There’s a lot business owners have to come to understand. Like how long to keep business documents, such as canceled checks, tax documents (and supporting data), HR documents, and more.

Not knowing this can land you in hot water with agencies like the IRS or even the courts (lawsuits can and do happen, unfortunately). On the upside, only about 0.7% of small corporations were audited in 2017.

Yet, the issue still remains -- times are always changing and the rules of business along with it. So we put together this quick guide to help update you on the most recent standards for maintaining business documents.

Let’s take a closer look.

Tax & Supporting Tax Documents – 3 Years Isn’t Long Enough

For years, we’ve heard the golden rule for keeping tax documents was three years. This is likely because the IRS has up to three years to audit a tax return.
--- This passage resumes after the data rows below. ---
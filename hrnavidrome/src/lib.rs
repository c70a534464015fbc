//! Navidrome client library for HomeRadio
//!
//! This crate talks to a Subsonic-compatible media server (Navidrome) and
//! exposes a small read-only proxy over HTTP, so that the web front end
//! never sees the server credentials.
//!
//! # Features
//!
//! - **Playlists**: list the playlists of the configured user
//! - **Cover art**: fetch playlist artwork, optionally resized
//! - **Token authentication**: `md5(password + salt)` with a fresh salt per request
//! - **Configuration Extension**: credentials under `sources.navidrome` or
//!   `NAVIDROME_*` environment variables
//! - **Server Extension**: `/api/navidrome/*` routes for hrserver
//!
//! # Example
//!
//! ```no_run
//! use hrconfig::get_config;
//! use hrnavidrome::NavidromeClient;
//!
//! #[tokio::main]
//! async fn main() -> Result<(), Box<dyn std::error::Error>> {
//!     let client = NavidromeClient::from_config(&get_config())?;
//!
//!     let playlists = client.get_playlists().await?;
//!     if let Some(first) = playlists.first() {
//!         let info = first.to_playlist_info();
//!         let cover = client.get_cover_art(&info.cover_art, Some(300)).await?;
//!         println!("{}: {} bytes of artwork", info.name, cover.bytes.len());
//!     }
//!     Ok(())
//! }
//! ```

pub mod api_rest;
pub mod client;
pub mod config_ext;
pub mod error;
pub mod models;
pub mod server_ext;
pub mod signing;

// Re-exports
pub use client::{ClientBuilder, NavidromeClient};
pub use config_ext::{NavidromeConfigExt, NavidromeCredentials};
pub use error::{NavidromeError, Result};
pub use models::{CoverArt, Playlist};
pub use server_ext::{NavidromeServerExt, NavidromeState};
But there’s an exception to this rule many business owners fail to realize. And it’s to their own detriment.

You can find horror stories throughout the web of business owners being asked for tax documents five or even six years after filing.

This is because there’s a statute of limitations that states the IRS can extend tax assessments up to six years after it’s filing. For a little solace – this is only done when 25% or more of your income is omitted from the tax return.

So unless you’re deducting too much, withholding income, or severely under-calculating, then you should be in the clear. This can happen when you’re making investments, accept cash payments, or do business in other ways that can make calculating your income difficult.

For example, say you sold a property for $3M and stated on your taxes that your basis (how much you invested) was $1.5M. But in reality, your basis was $500K.

Since you overstated your basis, you paid taxes on only $1.5M when it should’ve been $2.5M. If the IRS sees this flaw, then they’d have every right to audit you even if it’s 4 or 5 years later.

So as the new rule of thumb, keep your tax documents on hand for at least seven years. And if you have employees, be sure to keep theirs for at least four years.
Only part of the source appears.